IS BILL O’REILLY TOO 

BIG TO FAIL?

Fox News, where women work at their own risk in a misogynist 
culture frozen somewhere in the 1950s, is back in crisis mode. 
Nine months after chairman and accused sexual harasser Roger 
Ailes was forced out, we’re wondering whether accused sexual 
harasser Bill O’Reilly will be forced out, too.

 Don’t hold your breath.

 I don’t write much about O’Reilly, although it was fun two years ago to recount his 
phony boasts of covering a war that was actually 1,000 miles away from his hotel. But now 
attention must be paid, because his new flap is for the highest stakes. It’s morals versus 
money.

 Advertisers are currently fleeing “The O’Reilly Factor,” indicating in press releases that 
they prefer not to be associated with an old-school male chauvinist who has cost his 
company $13 million to settle sexual harassment claims. The news about O’Reilly - who 
allegedly made sexual advances to his five female accusers, and when rebuked, hurt the 
women’s careers - broke bigly over the weekend, and more than dozen bailing sponsors 
have scrambled onto the high road.

 Mercedes-Benz is patting itself on the back: “The allegations are disturbing and, given 
the importance of women in every aspect of our business, we don’t feel this is a good 
environment in which to advertise our products right now.” Ditto clothing company 
UNTICKit: “It is important that our corporate partners reflect the same principals of 
inclusivity and equality upon which we have built our brand.” Ditto the pharmaceutical 
company Bayer, which says it “supports a safe, respectful and non-abusive environment 
for women.”

 All very noble. But let’s not get carried away, because the firms are ultimately beholden 
to the business of making money.

 These sponsors are merely shifting their ads to other Fox shows, which means that 
O’Reilly’s notoriety isn’t costing Fox News a penny. Plus, the network gets most of its 
revenue from licensing fees paid by cable and satellite operators, so it’s cushioned from 
any sponsor rebellion. And if the sponsors truly wanted to take a moral stand, they’d 
bail on Fox News entirely. After all, the network, which claims to have “zero tolerance” 
for sexual harassment, just renewed its contract with O’Reilly last year after it paid off 
female accusers. Unfortunately, the sponsors have shown no interest in cutting the cord 
completely.

 Granted, ad boycotts have worked on occasion. MSNBC nixed the simulcast of Don 
Imus’ radio show, and Glenn Beck left Fox News after sponsors fled his TV program. But 
Bill O’Reilly may be too big to fail.

 To use the mob’s terminology, O’Reilly is an earner. He makes $18 million a year, which 
is dwarfed by the bucks his show brings in: $446 million ad-revenue dollars got pumped 
into Fox coffers between 2014 and 2016. That’s likely deemed to be more important 
to Fox executives than the sex harassment stuff - like, for instance, the allegation that 
O’Reilly told one woman to buy a vibrator, and serenaded the same woman by phone 
with masturbation noises.

 By the way, O’Reilly says he has never harassed anyone, that he routinely draws accusers 
just because he’s famous, and that he and Fox have paid off the women because “I’m a 
father who cares deeply for my children...I have put to rest any controversies to spare my 
children.” In February 2016 he lost custody of his children, who said they wanted to live 
with their mother.

 Bottom line is, money talks. One Fox source told New York magazine’s Gabriel 
Sherman (the journalist with the best Fox sources), “The impact of these boycotts can be 
cosmetic. The feeling is, let’s keep our heads down and hope this blows over.”

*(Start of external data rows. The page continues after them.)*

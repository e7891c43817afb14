use std::collections::HashMap;

/// Count occurrences and rank them by descending count
/// Ties keep the order in which each key was first seen (stable sort)
pub fn rank_by_frequency<I>(items: I) -> Vec<(String, usize)>
where
    I: IntoIterator<Item = String>,
{
    let (mut ranked, _) = items.into_iter().fold(
        (Vec::<(String, usize)>::new(), HashMap::<String, usize>::new()),
        |(mut ranked, mut slots), item| {
            match slots.get(&item) {
                Some(&slot) => ranked[slot].1 += 1,
                None => {
                    slots.insert(item.clone(), ranked.len());
                    ranked.push((item, 1));
                }
            }
            (ranked, slots)
        },
    );

    ranked.sort_by(|a, b| b.1.cmp(&a.1));
    ranked
}
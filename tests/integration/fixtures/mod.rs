// Korean manuscript fixtures with known analysis results
// WHY: Golden-file testing requires deterministic input/output pairs for validation

#![allow(dead_code)]

/// Two paragraphs, one quoted line
pub const GOLDEN_TEXT: &str = "민수는 웃었다. \"가자.\" 민수가 말했다.\n\n\n바다는 조용했다.";

/// Text summary panel expected for GOLDEN_TEXT
pub const GOLDEN_REPORT: &str = r#"[기본 통계]
글자수: 32자
문단수: 2개
문장수: 4개
대화문: 1개
  - 직접대사: 1개
  - 내적독백: 0개
  - 특수대사: 0개
평균 문장 길이: 7.0자
대화문 비율: 25.0%
묘사문 비율: 75.0%
짧은 문장: 100.0%
긴 문장: 0.0%

[개체명]
인명 (2개)
  민수 2회 (1문단 첫 등장)
  바다 1회 (2문단 첫 등장)
조직명 (0개)
  검색 결과가 없습니다.
장소명 (0개)
  검색 결과가 없습니다.
기술명 (0개)
  검색 결과가 없습니다.
사물명 (0개)
  검색 결과가 없습니다.
지위명 (0개)
  검색 결과가 없습니다.
사건명 (0개)
  검색 결과가 없습니다.
기타 (0개)
  검색 결과가 없습니다.

[어미 분석]
묘사문: 3회
대화문: 1회
1. 묘사문 어미
  웃었다 1회
  말했다 1회
  조용했다 1회
2. 대화문 어미
  가자 1회

[주요 단어]
  민수 2회
  웃었다. 1회
  "가자." 1회
  말했다. 1회
  바다 1회
  조용했다. 1회"#;

/// Every dialogue kind, a section divider and several entity categories
pub const RICH_TEXT: &str = "김철수님은 한빛연구소에 출근했다. \u{201C}좋은 아침입니다.\u{201D} 그가 인사했다.\n\
'오늘도 길겠군.' 철수는 생각했다.\n\
- 회의는 오후 세 시입니다.\n\
┌긴급 공지┘\n\
\n\
\n\
박영희 부장이 서울시 광장으로 향했다. 그녀는 \"용어(\"정의\") 확인\"이라고 적었다.\n\
***\n\
임진전쟁 기록은 무쇠검 옆에 놓여 있었다. 철수는 다시 웃었다.";

/// Narrative only: no quotes and no paragraph breaks
pub const PLAIN_TEXT: &str = "해가 졌다. 바람이 불었다. 마을은 조용했다. 해가 졌다.";

/// Prose without any terminal punctuation
pub const UNPUNCTUATED_TEXT: &str = "끝없이 이어지는 길 위에서 그는 걸었다";

/// Whitespace only
pub const BLANK_TEXT: &str = " \n\n\t\n ";

/// A corpus for property checks
pub const ALL_TEXTS: &[&str] = &[
    GOLDEN_TEXT,
    RICH_TEXT,
    PLAIN_TEXT,
    UNPUNCTUATED_TEXT,
    BLANK_TEXT,
    "",
];
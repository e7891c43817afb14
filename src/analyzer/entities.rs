// WHY: Named entities are classified by suffix cues alone; an ordered rule table keeps
// category precedence explicit and lets one dispatch function drive every pass

use anyhow::Result;
use regex_automata::meta::Regex;
use serde::Serialize;
use std::collections::HashSet;
use tracing::debug;

use super::normalization::char_len;
use super::particles::SuffixStripper;

#[derive(Debug, Clone, Copy, PartialEq, Eq, Hash, PartialOrd, Ord, Serialize)]
#[serde(rename_all = "snake_case")]
pub enum EntityCategory {
    Person,
    Organization,
    Place,
    Technology,
    Object,
    Rank,
    Event,
    Other,
}

impl EntityCategory {
    /// All categories in priority order, catch-all last
    pub const ALL: [EntityCategory; 8] = [
        EntityCategory::Person,
        EntityCategory::Organization,
        EntityCategory::Place,
        EntityCategory::Technology,
        EntityCategory::Object,
        EntityCategory::Rank,
        EntityCategory::Event,
        EntityCategory::Other,
    ];

    pub fn as_str(self) -> &'static str {
        match self {
            EntityCategory::Person => "person",
            EntityCategory::Organization => "organization",
            EntityCategory::Place => "place",
            EntityCategory::Technology => "technology",
            EntityCategory::Object => "object",
            EntityCategory::Rank => "rank",
            EntityCategory::Event => "event",
            EntityCategory::Other => "other",
        }
    }

    /// Korean display label
    pub fn label(self) -> &'static str {
        match self {
            EntityCategory::Person => "인명",
            EntityCategory::Organization => "조직명",
            EntityCategory::Place => "장소명",
            EntityCategory::Technology => "기술명",
            EntityCategory::Object => "사물명",
            EntityCategory::Rank => "지위명",
            EntityCategory::Event => "사건명",
            EntityCategory::Other => "기타",
        }
    }
}

/// Token followed by a bare particle, then whitespace or end of text
const PARTICLE_SUFFIXED: &str = r"[가-힣]{2,4}(?:은|는|이|가|을|를|의|와|과)(?:\s|$)";

/// Category rules in priority order; a name keeps the first category that yields it
const CATEGORY_RULES: &[(EntityCategory, &str)] = &[
    (EntityCategory::Person, r"[가-힣]{2,4}(?:씨|군|양|님)(?:\s|$)"),
    (EntityCategory::Person, PARTICLE_SUFFIXED),
    (
        EntityCategory::Organization,
        r"[가-힣a-zA-Z0-9]{2,}(?:주식회사|연구소|대학교|고등학교|중학교|초등학교|학원|기업|재단|그룹|사|팀)(?:\s|$)",
    ),
    (
        EntityCategory::Place,
        r"[가-힣]{2,}(?:시|군|구|동|읍|면|리|로|길|산|강|천|호|공원|광장)(?:\s|$)",
    ),
    (
        EntityCategory::Technology,
        r"[가-힣a-zA-Z0-9]{2,}(?:기술|시스템|엔진|프로그램|알고리즘|플랫폼)(?:\s|$)",
    ),
    (
        EntityCategory::Object,
        r"[가-힣]{2,}(?:검|칼|총|차|배|책|컴퓨터|전화|시계)(?:\s|$)",
    ),
    (
        EntityCategory::Rank,
        r"[가-힣]{2,4}(?:왕|공주|왕자|장군|총수|사장|대표|부장|과장|차장|팀장|실장|이사|사원|선생|교수|학생)(?:\s|$)",
    ),
    (EntityCategory::Event, r"[가-힣]{2,}(?:전쟁|사건|혁명|운동|축제|행사)(?:\s|$)"),
];

/// Names shorter than this many characters are discarded
const MIN_NAME_CHARS: usize = 2;

/// One compiled classification rule
struct EntityRule {
    category: EntityCategory,
    pattern: Regex,
    stripper: SuffixStripper,
}

/// An extracted name with its document-level occurrence data
#[derive(Debug, Clone, PartialEq, Eq, Serialize)]
pub struct Entity {
    pub name: String,
    pub category: EntityCategory,
    /// Substring occurrences summed over all paragraphs
    pub frequency: usize,
    /// 1-based index of the first paragraph containing the name; `None` when
    /// the stripped name never occurs literally
    pub first_appearance: Option<usize>,
}

/// All entities of one document, in classification order
#[derive(Debug, Clone, PartialEq, Eq, Default, Serialize)]
pub struct EntityInventory {
    pub entities: Vec<Entity>,
}

impl EntityInventory {
    pub fn len(&self) -> usize {
        self.entities.len()
    }

    pub fn is_empty(&self) -> bool {
        self.entities.is_empty()
    }

    pub fn get(&self, name: &str) -> Option<&Entity> {
        self.entities.iter().find(|entity| entity.name == name)
    }

    pub fn in_category(&self, category: EntityCategory) -> impl Iterator<Item = &Entity> {
        self.entities
            .iter()
            .filter(move |entity| entity.category == category)
    }

    pub fn names_in(&self, category: EntityCategory) -> Vec<&str> {
        self.in_category(category).map(|e| e.name.as_str()).collect()
    }

    /// Every category with its entities, including empty categories
    pub fn by_category(&self) -> Vec<(EntityCategory, Vec<&Entity>)> {
        EntityCategory::ALL
            .iter()
            .map(|&category| (category, self.in_category(category).collect()))
            .collect()
    }
}

pub struct EntityExtractor {
    rules: Vec<EntityRule>,
    generic: EntityRule,
}

impl EntityExtractor {
    pub fn new() -> Result<Self> {
        let rules = CATEGORY_RULES
            .iter()
            .map(|&(category, pattern)| {
                compile_rule(category, pattern, SuffixStripper::particles_and_honorifics())
            })
            .collect::<Result<Vec<_>>>()?;

        let generic = compile_rule(
            EntityCategory::Other,
            PARTICLE_SUFFIXED,
            SuffixStripper::particles(),
        )?;

        Ok(Self { rules, generic })
    }

    /// Tagged `(name, category)` list: specific rules first, then the generic
    /// pass, each name kept once under the first category that produced it
    pub fn classify(&self, text: &str) -> Vec<(String, EntityCategory)> {
        let (classified, _) = self
            .rules
            .iter()
            .chain(std::iter::once(&self.generic))
            .flat_map(|rule| candidates(rule, text))
            .fold(
                (Vec::new(), HashSet::new()),
                |(mut classified, mut seen), (name, category)| {
                    if seen.insert(name.clone()) {
                        classified.push((name, category));
                    }
                    (classified, seen)
                },
            );

        debug!("Classified {} entity names", classified.len());
        classified
    }

    /// Classify names over the whole document, then locate them paragraph by paragraph
    pub fn extract(&self, text: &str, paragraphs: &[String]) -> EntityInventory {
        let entities = self
            .classify(text)
            .into_iter()
            .map(|(name, category)| {
                let (frequency, first_appearance) = locate(&name, paragraphs);
                Entity {
                    name,
                    category,
                    frequency,
                    first_appearance,
                }
            })
            .collect();

        EntityInventory { entities }
    }
}

fn compile_rule(
    category: EntityCategory,
    pattern: &str,
    stripper: SuffixStripper,
) -> Result<EntityRule> {
    Ok(EntityRule {
        category,
        pattern: Regex::new(pattern)?,
        stripper,
    })
}

/// Canonical names produced by one rule, in match order
fn candidates<'a>(
    rule: &'a EntityRule,
    text: &'a str,
) -> impl Iterator<Item = (String, EntityCategory)> + 'a {
    rule.pattern.find_iter(text).filter_map(move |mat| {
        let name = rule.stripper.strip(&text[mat.range()]);
        (char_len(name) >= MIN_NAME_CHARS).then(|| (name.to_string(), rule.category))
    })
}

/// Total occurrences and 1-based first paragraph
fn locate(name: &str, paragraphs: &[String]) -> (usize, Option<usize>) {
    paragraphs
        .iter()
        .enumerate()
        .fold((0, None), |(total, first), (index, paragraph)| {
            let hits = paragraph.matches(name).count();
            let first = first.or_else(|| (hits > 0).then_some(index + 1));
            (total + hits, first)
        })
}
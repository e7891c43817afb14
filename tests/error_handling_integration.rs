use indicatif::ProgressBar;
use munche::discovery::{self, DiscoveryConfig};
use munche::reader::{AsyncFileReader, ReaderConfig};
use munche::{BatchConfig, ProseAnalyzer};
use std::sync::Arc;

#[path = "integration/fixtures/mod.rs"]
mod fixtures;
use fixtures::*;

#[path = "integration/mod.rs"]
mod test_utils;
use test_utils::TestFixture;

fn analyzer() -> Arc<ProseAnalyzer> {
    Arc::new(ProseAnalyzer::with_default_config().expect("Analyzer should build"))
}

/// Invalid UTF-8 is discovered, then recorded as a per-file failure
#[tokio::test]
async fn test_pipeline_invalid_utf8() {
    let fixture = TestFixture::new();
    fixture.create_raw("broken.txt", &[0xFF, 0xFE, 0xFD]);
    fixture.create_manuscript("good.txt", GOLDEN_TEXT);

    let files = discovery::find_manuscripts(&fixture.root_path, DiscoveryConfig::default(), false)
        .await
        .expect("Discovery should succeed");
    assert_eq!(files.len(), 2);

    let reports = munche::analyze_files_parallel(
        files,
        analyzer(),
        ReaderConfig::default(),
        BatchConfig::default(),
        &ProgressBar::hidden(),
    )
    .await
    .expect("Batch should continue past bad files");

    let broken = &reports[0];
    assert!(broken.stats.path.ends_with("broken.txt"));
    assert_eq!(broken.stats.status, "failed");
    assert!(broken.stats.error.as_deref().unwrap().contains("UTF-8"));
    assert!(broken.analysis.is_none());

    assert!(reports[1].is_success());
}

#[tokio::test]
async fn test_fail_fast_stops_batch() {
    let fixture = TestFixture::new();
    let broken = fixture.create_raw("broken.txt", &[0xC3, 0x28]);

    let result = munche::analyze_files_parallel(
        vec![broken],
        analyzer(),
        ReaderConfig::default(),
        BatchConfig {
            jobs: 1,
            fail_fast: true,
        },
        &ProgressBar::hidden(),
    )
    .await;

    let error = result.expect_err("fail_fast should abort the batch");
    assert!(format!("{error:#}").contains("UTF-8"));
}

/// Unreadable files are recorded, not fatal (Unix permissions)
#[cfg(unix)]
#[tokio::test]
async fn test_permission_denied_recorded() {
    use std::os::unix::fs::PermissionsExt;

    let fixture = TestFixture::new();
    let path = fixture.create_manuscript("잠김.txt", PLAIN_TEXT);
    std::fs::set_permissions(&path, std::fs::Permissions::from_mode(0o000)).unwrap();

    // Root ignores file permissions; nothing to check there
    if std::fs::read(&path).is_ok() {
        std::fs::set_permissions(&path, std::fs::Permissions::from_mode(0o644)).unwrap();
        return;
    }

    let reader = AsyncFileReader::new(ReaderConfig::default());
    let (text, stats) = reader.read_manuscript(&path).await.unwrap();
    assert!(text.is_empty());
    assert!(stats.read_error.is_some());

    std::fs::set_permissions(&path, std::fs::Permissions::from_mode(0o644)).unwrap();
}

#[tokio::test]
async fn test_missing_root_yields_nothing() {
    let fixture = TestFixture::new();
    let missing = fixture.root_path.join("없는_폴더");

    let files = discovery::find_manuscripts(&missing, DiscoveryConfig::default(), false)
        .await
        .expect("Glob over a missing root finds nothing");
    assert!(files.is_empty());
}
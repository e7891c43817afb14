// WHY: Sentence-final word frequencies approximate verb-ending style. Short grammatical
// fragments split off by spacing are merged back onto the true ending by looking back
// up to two words.

use serde::Serialize;

use super::normalization::{
    char_len, contains_terminal_punctuation, is_terminal_punctuation, strip_quotation_marks,
    strip_trailing_terminals, without_last_chars,
};
use super::segmenter::DialogueSpan;
use super::tally::rank_by_frequency;

/// One ending with its occurrence count
#[derive(Debug, Clone, PartialEq, Eq, Serialize)]
pub struct EndingRecord {
    pub word: String,
    pub count: usize,
}

/// Independent ending tables for dialogue and narration
#[derive(Debug, Clone, PartialEq, Eq, Default, Serialize)]
pub struct EndingTables {
    pub dialogue: Vec<EndingRecord>,
    pub narrative: Vec<EndingRecord>,
}

impl EndingTables {
    pub fn dialogue_total(&self) -> usize {
        self.dialogue.iter().map(|r| r.count).sum()
    }

    pub fn narrative_total(&self) -> usize {
        self.narrative.iter().map(|r| r.count).sum()
    }
}

/// The ending key of one sentence, if it has one
///
/// A two-character final word absorbs a one-character word before it together with
/// the word before that, or otherwise just the preceding word, provided no terminal
/// punctuation occurs earlier in the sentence. Single-character endings are never
/// returned.
pub fn sentence_ending(sentence: &str) -> Option<String> {
    let clean = strip_trailing_terminals(sentence);
    let words: Vec<&str> = clean.split_whitespace().collect();
    let last = *words.last()?;
    let n = words.len();

    if char_len(last) == 2 && n > 1 {
        if char_len(words[n - 2]) == 1 && n > 2 {
            if let Some(merged) = merged_tail(clean, &words[n - 3..]) {
                return Some(merged);
            }
        }
        if let Some(merged) = merged_tail(clean, &words[n - 2..]) {
            return Some(merged);
        }
    }

    (char_len(last) > 1).then(|| last.to_string())
}

/// Space-joined tail, unless terminal punctuation precedes it
fn merged_tail(clean: &str, tail: &[&str]) -> Option<String> {
    let joined = tail.join(" ");
    let preceding = without_last_chars(clean, char_len(&joined));
    (!contains_terminal_punctuation(preceding)).then_some(joined)
}

/// Ranked endings of already-split sentences
///
/// Sentences are taken as given and are not re-split on inner `.`, `!` or `?`.
/// Narrative sentences come from the segmenter's `[.!?]+\s+` split, so text like
/// `넓다.바다를` stays one sentence, and an inner mark such as the point in `3.5km`
/// blocks the lookback merge.
pub fn analyze_endings<S: AsRef<str>>(sentences: &[S]) -> Vec<EndingRecord> {
    rank_by_frequency(sentences.iter().filter_map(|s| sentence_ending(s.as_ref())))
        .into_iter()
        .map(|(word, count)| EndingRecord { word, count })
        .collect()
}

/// Sentences spoken inside dialogue spans: quotation marks removed, then split on
/// every terminal mark since one span may hold several sentences
pub fn dialogue_sentences(spans: &[DialogueSpan]) -> Vec<String> {
    spans
        .iter()
        .flat_map(|span| {
            let unquoted = strip_quotation_marks(&span.text);
            unquoted
                .trim()
                .split(is_terminal_punctuation)
                .filter(|piece| !piece.trim().is_empty())
                .map(str::to_string)
                .collect::<Vec<_>>()
        })
        .collect()
}

pub fn analyze_dialogue_endings(spans: &[DialogueSpan]) -> Vec<EndingRecord> {
    analyze_endings(&dialogue_sentences(spans))
}
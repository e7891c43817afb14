use serde::Serialize;

use super::normalization::char_len;
use super::particles::SuffixStripper;
use super::tally::rank_by_frequency;

/// Default number of keywords reported
pub const DEFAULT_KEYWORD_LIMIT: usize = 10;

#[derive(Debug, Clone, PartialEq, Eq, Serialize)]
pub struct Keyword {
    pub word: String,
    pub count: usize,
}

/// Most frequent particle-stripped words of at least two characters
pub fn extract_keywords(text: &str, limit: usize) -> Vec<Keyword> {
    let stripper = SuffixStripper::particles();
    let words = text
        .split_whitespace()
        .map(|token| stripper.strip(token))
        .filter(|word| char_len(word) >= 2)
        .map(str::to_string);

    let mut ranked = rank_by_frequency(words);
    ranked.truncate(limit);
    ranked
        .into_iter()
        .map(|(word, count)| Keyword { word, count })
        .collect()
}

#[cfg(test)]
mod tests {
    use super::*;

    #[test]
    fn test_particles_merge_surface_forms() {
        let keywords = extract_keywords("바다는 넓다. 바다를 보았다. 바다의 냄새", 10);
        assert_eq!(keywords[0], Keyword { word: "바다".into(), count: 3 });
    }

    #[test]
    fn test_short_words_dropped() {
        // "책을" strips to a single character
        let keywords = extract_keywords("책을 나 그 소설", 10);
        let words: Vec<_> = keywords.iter().map(|k| k.word.as_str()).collect();
        assert_eq!(words, vec!["소설"]);
    }

    #[test]
    fn test_limit_and_first_seen_ties() {
        let text = "하나 둘둘 셋셋 넷넷 다섯 여섯 일곱 여덟 아홉 열열 열하나 열둘 둘둘";
        let keywords = extract_keywords(text, DEFAULT_KEYWORD_LIMIT);
        assert_eq!(keywords.len(), DEFAULT_KEYWORD_LIMIT);
        assert_eq!(keywords[0].word, "둘둘");
        assert_eq!(keywords[1].word, "하나");
        assert_eq!(keywords[2].word, "셋셋");
        assert!(keywords.iter().all(|k| char_len(&k.word) >= 2));
    }

    #[test]
    fn test_punctuation_stays_attached() {
        let keywords = extract_keywords("끝이다. 끝이다", 10);
        let words: Vec<_> = keywords.iter().map(|k| k.word.as_str()).collect();
        assert_eq!(words, vec!["끝이다.", "끝이다"]);
    }

    #[test]
    fn test_zero_limit_and_blank_text() {
        assert!(extract_keywords("바다 바다", 0).is_empty());
        assert!(extract_keywords("   \n ", 10).is_empty());
    }
}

 Which may well happen. Here’s another remark, from a different source: “We’ve seen 
this many times in the past. Some of the advertisers that left will come back, and some 
will be replaced. Life will go on.”

 That remark was uttered in 2012 by Michael Harrison, who publishes a talk radio 
magazine. He was referring to Rush Limbaugh - who, at the time, was hemorrhaging 
advertisers after he ridiculed a law student, a birth control user, as a “slut” and a 
“prostitute.” You may remember that flap. Scores of big-ticket advertisers, from Capitol 
One to Quicken Loans, said they would no longer do business with Rush. Critics gleefully 
tallied the boycotters and awaited Rush’s downfall.

 Last August, Rush inked a new contract with his overlords at Premiere Radio Networks 
- for another four years. You get my point.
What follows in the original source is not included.